## Your assignment
Lines holding the string "Duration" are the ones to copy; find them all in the data.
(Data to process Opens)
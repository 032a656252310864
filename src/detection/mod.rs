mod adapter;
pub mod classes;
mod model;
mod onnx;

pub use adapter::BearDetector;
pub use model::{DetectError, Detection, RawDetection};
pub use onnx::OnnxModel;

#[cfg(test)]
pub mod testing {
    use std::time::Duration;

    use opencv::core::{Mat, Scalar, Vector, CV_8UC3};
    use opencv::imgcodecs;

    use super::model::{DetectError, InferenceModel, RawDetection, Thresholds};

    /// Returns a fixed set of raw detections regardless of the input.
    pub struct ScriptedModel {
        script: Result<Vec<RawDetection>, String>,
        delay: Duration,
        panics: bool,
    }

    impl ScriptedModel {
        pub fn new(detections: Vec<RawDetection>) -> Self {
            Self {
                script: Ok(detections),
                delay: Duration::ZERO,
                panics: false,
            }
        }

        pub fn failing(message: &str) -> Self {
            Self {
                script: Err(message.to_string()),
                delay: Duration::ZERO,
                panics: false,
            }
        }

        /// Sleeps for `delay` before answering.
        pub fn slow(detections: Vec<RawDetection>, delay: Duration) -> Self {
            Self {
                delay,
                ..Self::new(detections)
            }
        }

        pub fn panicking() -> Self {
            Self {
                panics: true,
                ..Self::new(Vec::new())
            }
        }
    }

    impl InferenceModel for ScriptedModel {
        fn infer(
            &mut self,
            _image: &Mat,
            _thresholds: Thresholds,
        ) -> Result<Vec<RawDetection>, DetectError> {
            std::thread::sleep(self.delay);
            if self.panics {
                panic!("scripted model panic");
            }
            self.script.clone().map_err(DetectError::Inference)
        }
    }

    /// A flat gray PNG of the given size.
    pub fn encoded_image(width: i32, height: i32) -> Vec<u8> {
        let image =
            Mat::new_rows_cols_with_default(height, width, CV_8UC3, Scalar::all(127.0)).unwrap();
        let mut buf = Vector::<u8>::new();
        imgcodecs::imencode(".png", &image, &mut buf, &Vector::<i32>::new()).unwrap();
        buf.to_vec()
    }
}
(Data to process Closes)
## Result of this task
    use std::time::Duration;
        delay: Duration,
                delay: Duration::ZERO,
                delay: Duration::ZERO,
        pub fn slow(detections: Vec<RawDetection>, delay: Duration) -> Self {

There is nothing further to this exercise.